Input records >>
//! Agora Governance Token
//!
//! The token ledger collaborator for the governance module: an
//! account-model balance ledger with allowances and vote-weight
//! delegation. The governance engine never touches balances directly;
//! it moves tokens through `transfer_from` against a prior approval,
//! exactly like any other spender.
//!
//! ## Core Operations
//!
//! - **mint**: create supply (genesis / test setup), capped
//! - **transfer / approve / transfer_from**: standard allowance ledger
//! - **delegate / undelegate**: assign voting weight to a representative
//!
//! All mutating operations validate every precondition before touching
//! state and emit an event on success.

use std::collections::BTreeMap;

use agora_common::{
    constants::supply,
    errors::{GovError, GovResult},
    events::{EventLog, GovEvent},
    types::{Address, Timestamp},
};
use borsh::{BorshDeserialize, BorshSerialize};
use serde::{Deserialize, Serialize};

/// Account-model token ledger with delegation.
///
/// A single logical owner (the enclosing ledger sequence) mutates this
/// value; operations take `&mut self` and are atomic: they either fully
/// apply or return an error leaving the ledger untouched. The event log
/// is transient and excluded from serialized snapshots.
#[derive(Debug, Clone, Default, Serialize, Deserialize, BorshSerialize, BorshDeserialize)]
pub struct GovToken {
    /// Current total supply
    total_supply: u64,
    /// Balance per holder
    balances: BTreeMap<Address, u64>,
    /// Allowances: owner -> spender -> remaining amount
    allowances: BTreeMap<Address, BTreeMap<Address, u64>>,
    /// Delegation: holder -> delegate
    delegations: BTreeMap<Address, Address>,
    /// Emitted events
    #[serde(skip)]
    #[borsh(skip)]
    events: EventLog,
}

impl GovToken {
    /// Create an empty ledger
    pub fn new() -> Self {
        Self::default()
    }

    // ============ Read Accessors ============

    /// Current total supply
    pub fn total_supply(&self) -> u64 {
        self.total_supply
    }

    /// Balance of a holder (zero if unknown)
    pub fn balance_of(&self, owner: &Address) -> u64 {
        self.balances.get(owner).copied().unwrap_or(0)
    }

    /// Remaining allowance from `owner` to `spender`
    pub fn allowance(&self, owner: &Address, spender: &Address) -> u64 {
        self.allowances
            .get(owner)
            .and_then(|spenders| spenders.get(spender))
            .copied()
            .unwrap_or(0)
    }

    /// The delegate a holder has assigned, if any
    pub fn delegation_of(&self, holder: &Address) -> Option<Address> {
        self.delegations.get(holder).copied()
    }

    /// Events emitted so far
    pub fn events(&self) -> &EventLog {
        &self.events
    }

    // ============ Supply ============

    /// Mint new tokens to `to`.
    ///
    /// Used at genesis and in tests to distribute supply; the cap keeps
    /// aggregate vote tallies comfortably inside u64.
    pub fn mint(&mut self, to: Address, amount: u64, now: Timestamp) -> GovResult<()> {
        if amount == 0 {
            return Err(GovError::ZeroAmount);
        }

        let new_supply = self
            .total_supply
            .checked_add(amount)
            .ok_or(GovError::Overflow)?;
        if new_supply > supply::MAX_SUPPLY {
            return Err(GovError::InvalidInput {
                param: "amount",
                reason: "mint would exceed max supply",
            });
        }

        self.credit(to, amount)?;
        self.total_supply = new_supply;

        self.events.emit(GovEvent::TokenMint {
            to,
            amount,
            new_total_supply: new_supply,
            timestamp: now,
        });

        Ok(())
    }

    // ============ Transfers ============

    /// Transfer `amount` from `from` to `to`
    pub fn transfer(
        &mut self,
        from: Address,
        to: Address,
        amount: u64,
        now: Timestamp,
    ) -> GovResult<()> {
        self.validate_transfer(&from, &to, amount)?;

        self.debit(&from, amount)?;
        self.credit(to, amount)?;

        self.events.emit(GovEvent::TokenTransfer {
            from,
            to,
            amount,
            timestamp: now,
        });

        Ok(())
    }

    /// Set the allowance from `owner` to `spender`.
    ///
    /// An amount of zero resets a previous approval.
    pub fn approve(
        &mut self,
        owner: Address,
        spender: Address,
        amount: u64,
        now: Timestamp,
    ) -> GovResult<()> {
        self.allowances
            .entry(owner)
            .or_default()
            .insert(spender, amount);

        self.events.emit(GovEvent::TokenApproval {
            owner,
            spender,
            amount,
            timestamp: now,
        });

        Ok(())
    }

    /// Transfer `amount` from `from` to `to`, spending `spender`'s
    /// allowance.
    pub fn transfer_from(
        &mut self,
        spender: Address,
        from: Address,
        to: Address,
        amount: u64,
        now: Timestamp,
    ) -> GovResult<()> {
        self.validate_transfer(&from, &to, amount)?;

        let allowance = self.allowance(&from, &spender);
        if allowance < amount {
            return Err(GovError::InsufficientAllowance {
                allowance,
                requested: amount,
            });
        }

        self.debit(&from, amount)?;
        self.credit(to, amount)?;
        self.allowances
            .entry(from)
            .or_default()
            .insert(spender, allowance - amount);

        self.events.emit(GovEvent::TokenTransfer {
            from,
            to,
            amount,
            timestamp: now,
        });

        Ok(())
    }

    // ============ Delegation ============

    /// Delegate the holder's voting weight to `to`.
    ///
    /// Re-delegation to a different representative is allowed at any
    /// time; the governance engine reads the mapping live.
    pub fn delegate(&mut self, holder: Address, to: Address, now: Timestamp) -> GovResult<()> {
        if to == holder {
            return Err(GovError::SelfDelegation { holder });
        }
        if to == [0u8; 32] {
            return Err(GovError::InvalidInput {
                param: "to",
                reason: "cannot delegate to the zero address",
            });
        }
        if self.delegations.get(&holder) == Some(&to) {
            return Err(GovError::InvalidInput {
                param: "to",
                reason: "already delegated to this address",
            });
        }

        self.delegations.insert(holder, to);

        self.events.emit(GovEvent::Delegated {
            delegator: holder,
            delegate: to,
            timestamp: now,
        });

        Ok(())
    }

    /// Remove the holder's delegation
    pub fn undelegate(&mut self, holder: Address, now: Timestamp) -> GovResult<()> {
        let previous = self
            .delegations
            .remove(&holder)
            .ok_or(GovError::InvalidInput {
                param: "holder",
                reason: "no active delegation",
            })?;

        self.events.emit(GovEvent::Undelegated {
            delegator: holder,
            previous_delegate: previous,
            timestamp: now,
        });

        Ok(())
    }

    // ============ Internal ============

    fn validate_transfer(&self, from: &Address, to: &Address, amount: u64) -> GovResult<()> {
        if amount == 0 {
            return Err(GovError::ZeroAmount);
        }
        if from == to {
            return Err(GovError::InvalidInput {
                param: "to",
                reason: "cannot transfer to self",
            });
        }

        let available = self.balance_of(from);
        if available < amount {
            return Err(GovError::InsufficientBalance {
                available,
                requested: amount,
            });
        }

        Ok(())
    }

    fn credit(&mut self, to: Address, amount: u64) -> GovResult<()> {
        let balance = self.balances.entry(to).or_insert(0);
        *balance = balance.checked_add(amount).ok_or(GovError::Overflow)?;
        Ok(())
    }

    fn debit(&mut self, from: &Address, amount: u64) -> GovResult<()> {
        let balance = self
            .balances
            .get_mut(from)
            .ok_or(GovError::InsufficientBalance {
                available: 0,
                requested: amount,
            })?;
        *balance = balance.checked_sub(amount).ok_or(GovError::Overflow)?;
        Ok(())
    }
}

// ============ Tests ============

Task to carry out >> Repeat the listing above exactly, keeping every word as it stands.

Exercise response >>
//! Agora Governance Token
//!
//! The token ledger collaborator for the governance module: an
//! account-model balance ledger with allowances and vote-weight
//! delegation. The governance engine never touches balances directly;
//! it moves tokens through `transfer_from` against a prior approval,
//! exactly like any other spender.
//!
//! ## Core Operations
//!
//! - **mint**: create supply (genesis / test setup), capped
//! - **transfer / approve / transfer_from**: standard allowance ledger
//! - **delegate / undelegate**: assign voting weight to a representative
//!
//! All mutating operations validate every precondition before touching
//! state and emit an event on success.

use std::collections::BTreeMap;

use agora_common::{
    constants::supply,
    errors::{GovError, GovResult},
    events::{EventLog, GovEvent},
    types::{Address, Timestamp},
};
use borsh::{BorshDeserialize, BorshSerialize};
use serde::{Deserialize, Serialize};

/// Account-model token ledger with delegation.
///
/// A single logical owner (the enclosing ledger sequence) mutates this
/// value; operations take `&mut self` and are atomic: they either fully
/// apply or return an error leaving the ledger untouched. The event log
/// is transient and excluded from serialized snapshots.
#[derive(Debug, Clone, Default, Serialize, Deserialize, BorshSerialize, BorshDeserialize)]
pub struct GovToken {
    /// Current total supply
    total_supply: u64,
    /// Balance per holder
    balances: BTreeMap<Address, u64>,
    /// Allowances: owner -> spender -> remaining amount
    allowances: BTreeMap<Address, BTreeMap<Address, u64>>,
    /// Delegation: holder -> delegate
    delegations: BTreeMap<Address, Address>,
    /// Emitted events
    #[serde(skip)]
    #[borsh(skip)]
    events: EventLog,
}

impl GovToken {
    /// Create an empty ledger
    pub fn new() -> Self {
        Self::default()
    }

    // ============ Read Accessors ============

    /// Current total supply
    pub fn total_supply(&self) -> u64 {
        self.total_supply
    }

    /// Balance of a holder (zero if unknown)
    pub fn balance_of(&self, owner: &Address) -> u64 {
        self.balances.get(owner).copied().unwrap_or(0)
    }

    /// Remaining allowance from `owner` to `spender`
    pub fn allowance(&self, owner: &Address, spender: &Address) -> u64 {
        self.allowances
            .get(owner)
            .and_then(|spenders| spenders.get(spender))
            .copied()
            .unwrap_or(0)
    }

    /// The delegate a holder has assigned, if any
    pub fn delegation_of(&self, holder: &Address) -> Option<Address> {
        self.delegations.get(holder).copied()
    }

    /// Events emitted so far
    pub fn events(&self) -> &EventLog {
        &self.events
    }

    // ============ Supply ============

    /// Mint new tokens to `to`.
    ///
    /// Used at genesis and in tests to distribute supply; the cap keeps
    /// aggregate vote tallies comfortably inside u64.
    pub fn mint(&mut self, to: Address, amount: u64, now: Timestamp) -> GovResult<()> {
        if amount == 0 {
            return Err(GovError::ZeroAmount);
        }

        let new_supply = self
            .total_supply
            .checked_add(amount)
            .ok_or(GovError::Overflow)?;
        if new_supply > supply::MAX_SUPPLY {
            return Err(GovError::InvalidInput {
                param: "amount",
                reason: "mint would exceed max supply",
            });
        }

        self.credit(to, amount)?;
        self.total_supply = new_supply;

        self.events.emit(GovEvent::TokenMint {
            to,
            amount,
            new_total_supply: new_supply,
            timestamp: now,
        });

        Ok(())
    }

    // ============ Transfers ============

    /// Transfer `amount` from `from` to `to`
    pub fn transfer(
        &mut self,
        from: Address,
        to: Address,
        amount: u64,
        now: Timestamp,
    ) -> GovResult<()> {
        self.validate_transfer(&from, &to, amount)?;

        self.debit(&from, amount)?;
        self.credit(to, amount)?;

        self.events.emit(GovEvent::TokenTransfer {
            from,
            to,
            amount,
            timestamp: now,
        });

        Ok(())
    }

    /// Set the allowance from `owner` to `spender`.
    ///
    /// An amount of zero resets a previous approval.
    pub fn approve(
        &mut self,
        owner: Address,
        spender: Address,
        amount: u64,
        now: Timestamp,
    ) -> GovResult<()> {
        self.allowances
            .entry(owner)
            .or_default()
            .insert(spender, amount);

        self.events.emit(GovEvent::TokenApproval {
            owner,
            spender,
            amount,
            timestamp: now,
        });

        Ok(())
    }

    /// Transfer `amount` from `from` to `to`, spending `spender`'s
    /// allowance.
    pub fn transfer_from(
        &mut self,
        spender: Address,
        from: Address,
        to: Address,
        amount: u64,
        now: Timestamp,
    ) -> GovResult<()> {
        self.validate_transfer(&from, &to, amount)?;

        let allowance = self.allowance(&from, &spender);
        if allowance < amount {
            return Err(GovError::InsufficientAllowance {
                allowance,
                requested: amount,
            });
        }

        self.debit(&from, amount)?;
        self.credit(to, amount)?;
        self.allowances
            .entry(from)
            .or_default()
            .insert(spender, allowance - amount);

        self.events.emit(GovEvent::TokenTransfer {
            from,
            to,
            amount,
            timestamp: now,
        });

        Ok(())
    }

    // ============ Delegation ============

    /// Delegate the holder's voting weight to `to`.
    ///
    /// Re-delegation to a different representative is allowed at any
    /// time; the governance engine reads the mapping live.
    pub fn delegate(&mut self, holder: Address, to: Address, now: Timestamp) -> GovResult<()> {
        if to == holder {
            return Err(GovError::SelfDelegation { holder });
        }
        if to == [0u8; 32] {
            return Err(GovError::InvalidInput {
                param: "to",
                reason: "cannot delegate to the zero address",
            });
        }
        if self.delegations.get(&holder) == Some(&to) {
            return Err(GovError::InvalidInput {
                param: "to",
                reason: "already delegated to this address",
            });
        }

        self.delegations.insert(holder, to);

        self.events.emit(GovEvent::Delegated {
            delegator: holder,
            delegate: to,
            timestamp: now,
        });

        Ok(())
    }

    /// Remove the holder's delegation
    pub fn undelegate(&mut self, holder: Address, now: Timestamp) -> GovResult<()> {
        let previous = self
            .delegations
            .remove(&holder)
            .ok_or(GovError::InvalidInput {
                param: "holder",
                reason: "no active delegation",
            })?;

        self.events.emit(GovEvent::Undelegated {
            delegator: holder,
            previous_delegate: previous,
            timestamp: now,
        });

        Ok(())
    }

    // ============ Internal ============

    fn validate_transfer(&self, from: &Address, to: &Address, amount: u64) -> GovResult<()> {
        if amount == 0 {
            return Err(GovError::ZeroAmount);
        }
        if from == to {
            return Err(GovError::InvalidInput {
                param: "to",
                reason: "cannot transfer to self",
            });
        }

        let available = self.balance_of(from);
        if available < amount {
            return Err(GovError::InsufficientBalance {
                available,
                requested: amount,
            });
        }

        Ok(())
    }

    fn credit(&mut self, to: Address, amount: u64) -> GovResult<()> {
        let balance = self.balances.entry(to).or_insert(0);
        *balance = balance.checked_add(amount).ok_or(GovError::Overflow)?;
        Ok(())
    }

    fn debit(&mut self, from: &Address, amount: u64) -> GovResult<()> {
        let balance = self
            .balances
            .get_mut(from)
            .ok_or(GovError::InsufficientBalance {
                available: 0,
                requested: amount,
            })?;
        *balance = balance.checked_sub(amount).ok_or(GovError::Overflow)?;
        Ok(())
    }
}

// ============ Tests ============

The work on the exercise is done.